Here’s the notice for “Denitrosylation of HDAC2 by targeting Nrf2 restores glucocorticosteroid sensitivity in macrophages from COPD patients,” a 2011 paper by researchers at Johns Hopkins and Imperial College:
The JCI, with the agreement of the corresponding authors and coauthors, is retracting the article “Denitrosylation of HDAC2 by targeting Nrf2 restores glucocorticosteroid sensitivity in macrophages from COPD patients.” The IP: streptavidin/IB: anti-HDAC2 immunoblot panel in Figure 3B was recently identified as an inverted image of the right four lanes of the anti-H4 acetyl CHIP gel presented in Figure 2A. Additionally, the IP: anti-streptavidin/IB: anti-DDK immunoblot presented in Supplemental Figure 3A was identified as an inverted image of the left four lanes of the anti-H4 acetyl CHIP gel presented in Figure 2A. Further, in Figure 9B, the incorrect anti-HDAC2 immunoblot was presented. The authors sincerely apologize for any misinterpretation of the data as a result of these errors.

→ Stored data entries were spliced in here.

// Copyright (c) 2025-2026 Adrian Robinson. Licensed under the AGPL-3.0.
// See LICENSE file in the project root for full license text.

//! Idempotent batch consumer for the event write mode.
//!
//! A polled batch is grouped by (actor, item). Within a group, events are
//! ordered by timestamp; a group with an even number of events is taken to
//! cancel out and is dropped, an odd group applies its last event's kind.
//! The whole batch is then applied in one durable transaction and only
//! acknowledged after that commits, so a failure leaves it pending for
//! redelivery.

use std::collections::HashMap;
use std::sync::Arc;
use std::time::{Duration, Instant};

use tokio::sync::watch;
use tracing::{debug, info, warn};

use crate::error::LikeError;
use crate::events::{Delivery, EventChannel, EventKind, LikeEvent};
use crate::metrics;
use crate::storage::traits::{ActorId, AppliedBatch, ItemId, LikeBatch, LikeStore, StorageError};

/// Pause after a failed poll or apply before trying again.
const ERROR_BACKOFF: Duration = Duration::from_secs(1);

#[derive(Debug, Clone, Default, PartialEq, Eq)]
pub struct ConsumeReport {
    pub delivered: usize,
    pub malformed: usize,
    /// Groups dropped by the even-count rule
    pub discarded_groups: usize,
    pub applied: AppliedBatch,
}

/// Collapse a batch of events into the facts to apply.
pub fn collapse(events: &[LikeEvent]) -> (LikeBatch, usize) {
    let mut groups: HashMap<(ActorId, ItemId), Vec<&LikeEvent>> = HashMap::new();
    for event in events {
        groups.entry((event.actor_id, event.item_id)).or_default().push(event);
    }

    let mut batch = LikeBatch::new();
    let mut discarded = 0;
    for (pair, mut group) in groups {
        if group.len() % 2 == 0 {
            discarded += 1;
            continue;
        }
        // stable: equal timestamps keep arrival order
        group.sort_by_key(|e| e.timestamp);
        match group.last().map(|e| e.kind) {
            Some(EventKind::Incr) => batch.inserts.push(pair),
            Some(EventKind::Decr) => batch.removals.push(pair),
            None => {}
        }
    }
    batch.inserts.sort_unstable();
    batch.removals.sort_unstable();
    (batch, discarded)
}

pub struct BatchConsumer {
    channel: Arc<dyn EventChannel>,
    store: Arc<dyn LikeStore>,
    batch_size: usize,
    poll_wait: Duration,
    store_timeout: Duration,
}

impl BatchConsumer {
    pub fn new(
        channel: Arc<dyn EventChannel>,
        store: Arc<dyn LikeStore>,
        batch_size: usize,
        poll_wait: Duration,
        store_timeout: Duration,
    ) -> Self {
        Self { channel, store, batch_size, poll_wait, store_timeout }
    }

    /// Poll once and process whatever arrived.
    pub async fn poll_once(&self) -> Result<ConsumeReport, LikeError> {
        let deliveries = self.channel.poll_batch(self.batch_size, self.poll_wait).await?;
        self.process(deliveries).await
    }

    /// Apply one delivered batch and acknowledge it.
    #[tracing::instrument(skip_all, fields(delivered = deliveries.len()))]
    pub async fn process(&self, deliveries: Vec<Delivery>) -> Result<ConsumeReport, LikeError> {
        let mut report = ConsumeReport { delivered: deliveries.len(), ..Default::default() };
        if deliveries.is_empty() {
            return Ok(report);
        }
        let started = Instant::now();

        let mut ids = Vec::with_capacity(deliveries.len());
        let mut events = Vec::with_capacity(deliveries.len());
        for delivery in deliveries {
            match delivery.event {
                Ok(event) => events.push(event),
                Err(reason) => {
                    warn!(id = %delivery.id, reason = %reason, "Dropping malformed event");
                    report.malformed += 1;
                }
            }
            ids.push(delivery.id);
        }
        metrics::record_malformed("consumer", report.malformed);
        metrics::record_events("consumed", events.len());

        let (batch, discarded) = collapse(&events);
        report.discarded_groups = discarded;
        metrics::record_batch_size("consumer", batch.len());

        if !batch.is_empty() {
            report.applied = match tokio::time::timeout(self.store_timeout, self.store.apply_batch(&batch)).await {
                Ok(Ok(applied)) => applied,
                Ok(Err(e)) => {
                    metrics::record_error("consumer", "apply", "store");
                    return Err(e.into());
                }
                Err(_) => {
                    metrics::record_timeout("consumer", "apply");
                    return Err(StorageError::Timeout("consumer apply_batch".into()).into());
                }
            };
            metrics::record_rows_applied("consumer", report.applied.inserted, report.applied.removed);
        }

        // committed; a failed ack only means the batch is seen again
        self.channel.ack(&ids).await?;
        metrics::record_job_duration("consumer", started.elapsed());

        debug!(
            delivered = report.delivered,
            inserted = report.applied.inserted,
            removed = report.applied.removed,
            discarded = report.discarded_groups,
            "Consumed event batch"
        );
        Ok(report)
    }

    /// Consume until `shutdown` flips to true. A batch that has been received
    /// is always processed before the loop checks for shutdown again.
    pub async fn run(&self, mut shutdown: watch::Receiver<bool>) {
        info!(batch_size = self.batch_size, "Batch consumer started");
        loop {
            if *shutdown.borrow() {
                break;
            }
            let polled = tokio::select! {
                polled = self.channel.poll_batch(self.batch_size, self.poll_wait) => polled,
                _ = shutdown.changed() => break,
            };

            let outcome = match polled {
                Ok(deliveries) => self.process(deliveries).await.map(|_| ()),
                Err(e) => Err(e.into()),
            };
            if let Err(e) = outcome {
                warn!(error = %e, "Consumer iteration failed; batch stays pending");
                tokio::select! {
                    _ = tokio::time::sleep(ERROR_BACKOFF) => {}
                    _ = shutdown.changed() => break,
                }
            }
        }
        info!("Batch consumer stopped");
    }
}

#[cfg(test)]
mod tests {
    use super::*;
    use crate::events::InMemoryChannel;
    use crate::storage::memory::InMemoryLikeStore;

    #[test]
    fn test_collapse_rules() {
        let events = vec![
            // (1,10): INCR DECR INCR -> insert
            LikeEvent::incr(1, 10, 1),
            LikeEvent::decr(1, 10, 2),
            LikeEvent::incr(1, 10, 3),
            // (2,10): INCR DECR -> discarded
            LikeEvent::incr(2, 10, 1),
            LikeEvent::decr(2, 10, 2),
            // (3,10): single DECR -> removal
            LikeEvent::decr(3, 10, 5),
        ];
        let (batch, discarded) = collapse(&events);
        assert_eq!(batch.inserts, vec![(1, 10)]);
        assert_eq!(batch.removals, vec![(3, 10)]);
        assert_eq!(discarded, 1);
    }

    #[test]
    fn test_collapse_orders_by_timestamp() {
        // arrival order differs from timestamp order; the latest is a DECR
        let events = vec![
            LikeEvent::decr(1, 10, 30),
            LikeEvent::incr(1, 10, 10),
            LikeEvent::incr(1, 10, 20),
        ];
        let (batch, _) = collapse(&events);
        assert_eq!(batch.removals, vec![(1, 10)]);
        assert!(batch.inserts.is_empty());
    }

    #[tokio::test]
    async fn test_poll_apply_ack() {
        let channel = Arc::new(InMemoryChannel::new());
        let store = Arc::new(InMemoryLikeStore::new());
        let consumer = BatchConsumer::new(channel.clone(), store.clone(), 100, Duration::ZERO, Duration::from_secs(1));

        channel.publish(&LikeEvent::incr(1, 10, 1)).await.unwrap();
        channel.publish(&LikeEvent::incr(2, 10, 1)).await.unwrap();

        let report = consumer.poll_once().await.unwrap();
        assert_eq!(report.delivered, 2);
        assert_eq!(report.applied.inserted, 2);
        assert_eq!(channel.pending_len(), 0);
        assert_eq!(store.like_count(10).await.unwrap(), 2);
    }

    #[tokio::test]
    async fn test_redelivered_batch_is_idempotent() {
        let channel = Arc::new(InMemoryChannel::new());
        let store = Arc::new(InMemoryLikeStore::new());
        let consumer = BatchConsumer::new(channel.clone(), store.clone(), 100, Duration::ZERO, Duration::from_secs(1));

        let deliveries = vec![Delivery { id: "1-0".into(), event: Ok(LikeEvent::incr(1, 10, 1)) }];
        consumer.process(deliveries.clone()).await.unwrap();
        let again = consumer.process(deliveries).await.unwrap();

        assert_eq!(again.applied.inserted, 0);
        assert_eq!(store.like_count(10).await.unwrap(), 1);
    }

    #[tokio::test]
    async fn test_malformed_entry_is_acked_and_skipped() {
        let channel = Arc::new(InMemoryChannel::new());
        let store = Arc::new(InMemoryLikeStore::new());
        let consumer = BatchConsumer::new(channel, store.clone(), 100, Duration::ZERO, Duration::from_secs(1));

        let report = consumer
            .process(vec![
                Delivery { id: "1-0".into(), event: Err("bad".into()) },
                Delivery { id: "2-0".into(), event: Ok(LikeEvent::incr(1, 10, 1)) },
            ])
            .await
            .unwrap();

        assert_eq!(report.malformed, 1);
        assert_eq!(store.like_count(10).await.unwrap(), 1);
    }

    #[tokio::test]
    async fn test_run_stops_on_shutdown() {
        let channel = Arc::new(InMemoryChannel::new());
        let store = Arc::new(InMemoryLikeStore::new());
        let consumer = Arc::new(BatchConsumer::new(
            channel.clone(),
            store.clone(),
            100,
            Duration::from_millis(50),
            Duration::from_secs(1),
        ));
        let (tx, rx) = watch::channel(false);

        let runner = consumer.clone();
        let handle = tokio::spawn(async move { runner.run(rx).await });

        channel.publish(&LikeEvent::incr(1, 10, 1)).await.unwrap();
        for _ in 0..100 {
            if store.like_count(10).await.unwrap() == 1 {
                break;
            }
            tokio::time::sleep(Duration::from_millis(10)).await;
        }
        tx.send(true).unwrap();
        handle.await.unwrap();

        assert_eq!(store.like_count(10).await.unwrap(), 1);
    }
}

Among other issues, PubPeer commenters had pointed out, consistent with the notice, that:
Figure 2A (top panel, right part (CSC)) is the same figure as shown in Fig 3B top panel.
The paper has been cited 43 times, according to Thomson Scientific’s Web of Knowledge.
The second-to-last author of the paper, Peter Barnes, was at one point one of the 50 most highly-cited scientists in the world. He retracted four papers in 2011 because of data concerns. Those papers’ first author was Edward Erin, an allergy researcher who, in addition to scientific misconduct, was convicted in 2009 of trying to poison a mistress in order to induce an abortion. Other papers involving Erin and Barnes were later cleared.